Restrict system access
The Axon Ivy Engine itself provides administration functionality under the base
url system
e.g. https://ivyengine/system
. Do not allow or
explicitly restrict the access to this URL in your reverse proxy configuration.
Well appreciated redirect
A redirect from the root URL /
to your application home URL will be much
appreciated by your end users. E.g. when a user is accessing
https://ivyengine/
then they should be redirected to
https://ivyengine/demo-app
.
Examples
The configuration examples for NGINX and for Apache HTTP Server follow all of these recommendations. The configuration script provided for Microsoft IIS routes all traffic to the Axon Ivy Engine. We recommend to only route specific applications by manually modifing the rules in URL Rewrite.
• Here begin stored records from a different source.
//! Durable credential storage
//!
//! A plain key/value store plus [`SessionMirror`], which maps a [`Session`]
//! onto the two stable keys. The store holds no logic of its own; the
//! session manager is the only writer.

#[cfg(test)]
mod memory;
mod sqlite;

#[cfg(test)]
pub use memory::MemoryStore;
pub use sqlite::SqliteStore;

use crate::session::Session;
use chrono::{DateTime, Utc};
use serde::{Deserialize, Serialize};
use std::sync::Arc;
use thiserror::Error;

/// Key holding the raw bearer token
pub const TOKEN_KEY: &str = "token";
/// Key holding the JSON user profile
pub const USER_KEY: &str = "user";

#[derive(Error, Debug)]
pub enum StoreError {
    #[error("Database error: {0}")]
    Sqlite(#[from] rusqlite::Error),
    #[error("Corrupt stored value: {0}")]
    Json(#[from] serde_json::Error),
}

pub type StoreResult<T> = Result<T, StoreError>;

/// Durable key/value persistence
pub trait CredentialStore: Send + Sync {
    fn get(&self, key: &str) -> StoreResult<Option<String>>;

    /// Write every entry or none of them
    fn put(&self, entries: &[(&str, &str)]) -> StoreResult<()>;

    /// Remove keys; missing keys are not an error
    fn delete(&self, keys: &[&str]) -> StoreResult<()>;
}

impl<T: CredentialStore + ?Sized> CredentialStore for Arc<T> {
    fn get(&self, key: &str) -> StoreResult<Option<String>> {
        (**self).get(key)
    }

    fn put(&self, entries: &[(&str, &str)]) -> StoreResult<()> {
        (**self).put(entries)
    }

    fn delete(&self, keys: &[&str]) -> StoreResult<()> {
        (**self).delete(keys)
    }
}

/// Profile as persisted under [`USER_KEY`]
#[derive(Debug, Clone, PartialEq, Eq, Serialize, Deserialize)]
struct StoredProfile {
    id: String,
    name: String,
    #[serde(default)]
    email: String,
    issued_at: DateTime<Utc>,
}

/// Reads and writes a [`Session`] through a [`CredentialStore`]
#[derive(Clone)]
pub struct SessionMirror {
    store: Arc<dyn CredentialStore>,
}

impl SessionMirror {
    pub fn new(store: Arc<dyn CredentialStore>) -> Self {
        Self { store }
    }

    /// Load the persisted session.
    ///
    /// Only a complete, parseable pair of entries counts. Anything partial or
    /// corrupt is wiped and reported as absent.
    pub fn load(&self) -> StoreResult<Option<Session>> {
        let token = self.store.get(TOKEN_KEY)?;
        let user = self.store.get(USER_KEY)?;

        let session = match (token, user) {
            (None, None) => return Ok(None),
            (Some(token), Some(user)) => Self::decode(token, &user),
            _ => None,
        };

        if session.is_none() {
            tracing::warn!("Discarding incomplete persisted session");
            self.clear()?;
        }
        Ok(session)
    }

    pub fn save(&self, session: &Session) -> StoreResult<()> {
        let profile = StoredProfile {
            id: session.user_id.clone(),
            name: session.display_name.clone(),
            email: session.email.clone(),
            issued_at: session.issued_at,
        };
        let user = serde_json::to_string(&profile)?;
        self.store
            .put(&[(TOKEN_KEY, session.token.as_str()), (USER_KEY, user.as_str())])
    }

    pub fn clear(&self) -> StoreResult<()> {
        self.store.delete(&[TOKEN_KEY, USER_KEY])
    }

    /// Whether anything is persisted under either key
    pub fn is_present(&self) -> StoreResult<bool> {
        Ok(self.store.get(TOKEN_KEY)?.is_some() || self.store.get(USER_KEY)?.is_some())
    }

    fn decode(token: String, user: &str) -> Option<Session> {
        let profile: StoredProfile = serde_json::from_str(user).ok()?;
        let session = Session {
            user_id: profile.id,
            display_name: profile.name,
            email: profile.email,
            token,
            issued_at: profile.issued_at,
        };
        session.is_well_formed().then_some(session)
    }
}
//! Session manager
//!
//! Owns the live [`AuthState`] behind a single lock. Every event is applied
//! and its effects executed before the lock is released, so the in-memory
//! state and the credential store agree whenever anyone else can look.

use super::{transition, AuthState, AuthStatus, Effect, Event, Session, TransitionError};
use crate::api::{ApiClient, ApiError, Backend, Registration};
use crate::notify::{NotificationBridge, NotificationEvent, UiEvent};
use crate::store::{CredentialStore, SessionMirror};
use chrono::Utc;
use std::sync::{Arc, Mutex, Weak};
use thiserror::Error;
use uuid::Uuid;

const REGISTERED_TEXT: &str = "Account created. You can sign in now.";

#[derive(Debug, Error)]
pub enum SessionError {
    #[error(transparent)]
    Api(#[from] ApiError),
    #[error(transparent)]
    Transition(#[from] TransitionError),
    #[error("The session could not be saved")]
    NotPersisted,
}

/// Notified when a session ends (logout, expiry, failed persist).
///
/// Runs while the session lock is held: implementations must not call back
/// into the [`SessionManager`].
pub trait SessionObserver: Send + Sync {
    fn session_ended(&self);
}

pub struct SessionManager {
    state: Mutex<AuthState>,
    mirror: SessionMirror,
    bridge: NotificationBridge,
    api: Arc<ApiClient>,
    observers: Mutex<Vec<Weak<dyn SessionObserver>>>,
}

impl SessionManager {
    /// Build a manager and the API client it feeds credentials to.
    ///
    /// The initial state comes from the credential store: a complete
    /// persisted session starts `Authenticated`, anything else `Anonymous`.
    pub fn new(
        backend: Arc<dyn Backend>,
        store: Arc<dyn CredentialStore>,
        bridge: NotificationBridge,
    ) -> Arc<Self> {
        let mirror = SessionMirror::new(store);
        let initial = match mirror.load() {
            Ok(Some(session)) => {
                tracing::info!(user_id = %session.user_id, "Restored persisted session");
                AuthState::Authenticated(session)
            }
            Ok(None) => AuthState::Anonymous,
            Err(e) => {
                tracing::error!(error = %e, "Failed to read credential store, starting signed out");
                if let Err(e) = mirror.clear() {
                    tracing::error!(error = %e, "Failed to clear credential store");
                }
                AuthState::Anonymous
            }
        };

        Arc::new_cyclic(|weak: &Weak<Self>| {
            let provider = weak.clone();
            let hook = weak.clone();
            let api = ApiClient::new(
                backend,
                Arc::new(move || provider.upgrade().and_then(|m| m.bearer_token())),
                Arc::new(move |token: &str| {
                    if let Some(manager) = hook.upgrade() {
                        manager.on_unauthorized(token);
                    }
                }),
            );

            Self {
                state: Mutex::new(initial),
                mirror,
                bridge,
                api: Arc::new(api),
                observers: Mutex::new(Vec::new()),
            }
        })
    }

    /// The API client whose protected calls carry this manager's credential
    pub fn api(&self) -> &Arc<ApiClient> {
        &self.api
    }

    pub fn bridge(&self) -> &NotificationBridge {
        &self.bridge
    }

    pub fn status(&self) -> AuthStatus {
        self.state.lock().unwrap().status()
    }

    pub fn current_user(&self) -> Option<Session> {
        self.state.lock().unwrap().session().cloned()
    }

    /// Token to attach to protected requests; present iff `Authenticated`
    pub fn bearer_token(&self) -> Option<String> {
        self.state.lock().unwrap().session().map(|s| s.token.clone())
    }

    /// Run `f` against the live session while holding the session lock.
    ///
    /// Lets other components make a check-and-mutate atomic with respect to
    /// session changes. `f` must not call back into the manager.
    pub fn with_session<R>(&self, f: impl FnOnce(&Session) -> R) -> Option<R> {
        let state = self.state.lock().unwrap();
        state.session().map(f)
    }

    pub fn register_observer(&self, observer: Weak<dyn SessionObserver>) {
        self.observers.lock().unwrap().push(observer);
    }

    /// Exchange credentials for a session.
    ///
    /// Only valid while signed out. Failures are announced through the bridge
    /// and returned; nothing is persisted unless the whole exchange succeeds.
    pub async fn login(&self, email: &str, password: &str) -> Result<Session, SessionError> {
        let attempt = Uuid::new_v4();
        self.dispatch(Event::LoginStarted { attempt })?;
        tracing::info!(email = %email, %attempt, "Signing in");

        let outcome = self.api.login(email, password).await.and_then(|response| {
            Session::from_login(response, Utc::now()).ok_or_else(|| {
                ApiError::unknown("Login response was missing the token or user profile")
            })
        });

        match outcome {
            Ok(session) => {
                self.dispatch(Event::LoginSucceeded {
                    attempt,
                    session: session.clone(),
                })?;
                let live = self.with_session(|s| s.token == session.token).unwrap_or(false);
                if !live {
                    return Err(SessionError::NotPersisted);
                }
                tracing::info!(user_id = %session.user_id, "Signed in");
                Ok(session)
            }
            Err(error) => {
                tracing::warn!(kind = ?error.kind, error = %error, "Sign-in failed");
                self.dispatch(Event::LoginFailed {
                    attempt,
                    error: error.clone(),
                })?;
                Err(SessionError::Api(error))
            }
        }
    }

    /// Create an account. Leaves the session untouched and does not sign in.
    pub async fn register(&self, registration: &Registration) -> Result<String, SessionError> {
        match self.api.register(registration).await {
            Ok(response) => {
                let text = response
                    .message
                    .filter(|m| !m.trim().is_empty())
                    .unwrap_or_else(|| REGISTERED_TEXT.to_string());
                tracing::info!(email = %registration.email, "Account registered");
                self.bridge.notify(NotificationEvent::success(text.clone()));
                Ok(text)
            }
            Err(error) => {
                tracing::warn!(kind = ?error.kind, error = %error, "Registration failed");
                self.bridge.notify(NotificationEvent::error(error.user_text()));
                Err(SessionError::Api(error))
            }
        }
    }

    /// Sign out. A no-op when there is no session.
    pub fn logout(&self) {
        if let Err(e) = self.dispatch(Event::LogoutRequested) {
            tracing::error!(error = %e, "Logout rejected");
        }
    }

    /// Called by the HTTP layer when a protected request presenting `token`
    /// was rejected.
    pub fn on_unauthorized(&self, token: &str) {
        if let Err(e) = self.dispatch(Event::Unauthorized {
            token: token.to_string(),
        }) {
            tracing::error!(error = %e, "Failed to handle authorization failure");
        }
    }

    pub(super) fn dispatch(&self, event: Event) -> Result<(), TransitionError> {
        let mut state = self.state.lock().unwrap();

        // Effects can feed follow-up events back in
        let mut events_to_process = vec![event];

        while let Some(current_event) = events_to_process.pop() {
            let result = transition(&state, current_event)?;

            let old_status = state.status();
            *state = result.new_state;
            if old_status != state.status() {
                tracing::info!(from = %old_status, to = %state.status(), "Session state changed");
            }

            for effect in result.effects {
                if let Some(next) = self.execute_effect(effect) {
                    // A failed write aborts the rest of this batch
                    let abort = matches!(next, Event::PersistFailed { .. });
                    events_to_process.push(next);
                    if abort {
                        break;
                    }
                }
            }
        }

        Ok(())
    }

    fn execute_effect(&self, effect: Effect) -> Option<Event> {
        match effect {
            Effect::PersistSession(session) => {
                if let Err(e) = self.mirror.save(&session) {
                    tracing::error!(error = %e, "Failed to persist session");
                    // Never leave half a session behind
                    if let Err(e) = self.mirror.clear() {
                        tracing::error!(error = %e, "Failed to clear credential store");
                    }
                    return Some(Event::PersistFailed {
                        message: e.to_string(),
                    });
                }
            }
            Effect::ClearCredentials => {
                if let Err(e) = self.mirror.clear() {
                    tracing::error!(error = %e, "Failed to clear credential store");
                }
            }
            Effect::EndTranscript => {
                let mut observers = self.observers.lock().unwrap();
                observers.retain(|observer| match observer.upgrade() {
                    Some(observer) => {
                        observer.session_ended();
                        true
                    }
                    None => false,
                });
            }
            Effect::Notify(notification) => self.bridge.notify(notification),
            Effect::NavigateToLogin => self.bridge.publish(UiEvent::NavigateToLogin),
            Effect::StatusChanged(status) => self.bridge.publish(UiEvent::SessionChanged(status)),
            Effect::SettleExpiry => return Some(Event::ExpiryHandled),
        }
        None
    }
}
Block URLs on the Axon Ivy Engine
Alternatively, URLs can also be blocked directly on the Axon Ivy Engine which
utilizes and underlying Apache Tomcat for serving HTTP requests. Open the
web.xml file in [engineDir]/configuration/
and add the following
configuration inside the <web-app>
tag to block system access:
1<?xml version="1.0" encoding="ISO-8859-1"?>
2<web-app>
3 ...
4 <security-constraint>
5 <display-name>Restrict access to system</display-name>
6 <web-resource-collection>
7 <web-resource-name>System</web-resource-name>
8 <url-pattern>/system/*</url-pattern>
9 </web-resource-collection>
10 <auth-constraint />
11 </security-constraint>
12 ...
13</web-app>
After changing the configuration restart the Axon Ivy Engine. Note: Using this scheme reduces engine performance slightly, as the Axon Ivy Engine has to check every incoming request if it needs to be blocked. Reverse proxies are better suited for this task.